"""

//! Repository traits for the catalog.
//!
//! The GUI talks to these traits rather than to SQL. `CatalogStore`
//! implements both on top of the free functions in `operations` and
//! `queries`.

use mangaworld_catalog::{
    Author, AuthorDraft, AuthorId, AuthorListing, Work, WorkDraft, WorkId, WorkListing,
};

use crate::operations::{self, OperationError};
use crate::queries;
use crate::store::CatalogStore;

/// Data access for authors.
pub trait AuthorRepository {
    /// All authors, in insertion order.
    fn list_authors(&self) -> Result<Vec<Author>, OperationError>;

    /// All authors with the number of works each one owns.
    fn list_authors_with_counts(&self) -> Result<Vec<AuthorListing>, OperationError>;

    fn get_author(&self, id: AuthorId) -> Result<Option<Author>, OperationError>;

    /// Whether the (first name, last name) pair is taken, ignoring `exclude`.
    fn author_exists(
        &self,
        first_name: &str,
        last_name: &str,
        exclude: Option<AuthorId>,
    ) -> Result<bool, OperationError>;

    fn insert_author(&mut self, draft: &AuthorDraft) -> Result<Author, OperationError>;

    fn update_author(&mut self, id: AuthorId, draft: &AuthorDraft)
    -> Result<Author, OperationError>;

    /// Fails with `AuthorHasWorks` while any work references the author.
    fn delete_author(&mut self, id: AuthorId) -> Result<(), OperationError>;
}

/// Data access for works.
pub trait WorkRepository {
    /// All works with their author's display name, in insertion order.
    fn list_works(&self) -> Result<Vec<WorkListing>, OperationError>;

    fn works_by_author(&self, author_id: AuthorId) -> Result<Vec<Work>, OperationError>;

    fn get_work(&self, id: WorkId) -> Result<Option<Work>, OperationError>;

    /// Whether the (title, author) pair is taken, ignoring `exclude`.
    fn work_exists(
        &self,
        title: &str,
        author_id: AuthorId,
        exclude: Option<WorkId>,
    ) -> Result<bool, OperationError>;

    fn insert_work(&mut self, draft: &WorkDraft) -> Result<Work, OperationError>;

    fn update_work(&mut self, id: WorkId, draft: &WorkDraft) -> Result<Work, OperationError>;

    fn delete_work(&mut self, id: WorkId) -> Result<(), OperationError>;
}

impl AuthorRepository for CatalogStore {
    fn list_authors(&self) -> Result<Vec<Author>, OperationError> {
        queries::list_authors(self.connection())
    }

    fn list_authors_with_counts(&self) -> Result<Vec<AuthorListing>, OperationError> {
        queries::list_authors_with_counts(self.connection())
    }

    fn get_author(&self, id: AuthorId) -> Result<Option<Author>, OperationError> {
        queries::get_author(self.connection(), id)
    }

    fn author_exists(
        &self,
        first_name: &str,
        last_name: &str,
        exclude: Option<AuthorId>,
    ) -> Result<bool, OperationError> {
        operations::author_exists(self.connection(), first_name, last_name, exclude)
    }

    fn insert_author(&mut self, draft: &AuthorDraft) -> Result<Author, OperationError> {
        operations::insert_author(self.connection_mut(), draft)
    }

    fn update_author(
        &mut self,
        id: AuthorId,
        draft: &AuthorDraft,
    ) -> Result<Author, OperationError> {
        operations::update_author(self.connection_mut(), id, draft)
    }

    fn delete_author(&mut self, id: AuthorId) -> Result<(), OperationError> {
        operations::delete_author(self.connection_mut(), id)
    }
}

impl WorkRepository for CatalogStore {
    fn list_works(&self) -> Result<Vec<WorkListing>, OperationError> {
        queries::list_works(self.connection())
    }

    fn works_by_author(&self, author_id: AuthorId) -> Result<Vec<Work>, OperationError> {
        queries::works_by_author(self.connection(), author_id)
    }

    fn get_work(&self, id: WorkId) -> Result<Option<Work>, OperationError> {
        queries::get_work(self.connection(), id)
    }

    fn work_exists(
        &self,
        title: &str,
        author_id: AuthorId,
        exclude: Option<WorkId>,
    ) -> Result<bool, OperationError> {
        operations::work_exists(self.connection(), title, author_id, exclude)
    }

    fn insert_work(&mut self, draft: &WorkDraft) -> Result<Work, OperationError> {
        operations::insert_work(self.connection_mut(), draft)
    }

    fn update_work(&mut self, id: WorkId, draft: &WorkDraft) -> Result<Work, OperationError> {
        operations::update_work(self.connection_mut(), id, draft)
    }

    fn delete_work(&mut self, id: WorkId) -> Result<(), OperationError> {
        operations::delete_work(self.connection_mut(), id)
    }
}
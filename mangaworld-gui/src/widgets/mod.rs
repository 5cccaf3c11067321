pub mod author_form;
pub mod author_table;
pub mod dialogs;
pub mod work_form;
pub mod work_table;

"""

__WHAT YOU HAVE TO DO__.
Which of the lines above hold the string "Data"? Pick each of them out.

__EXERCISE RESPONSE__.
/// Data access for authors.
/// Data access for works.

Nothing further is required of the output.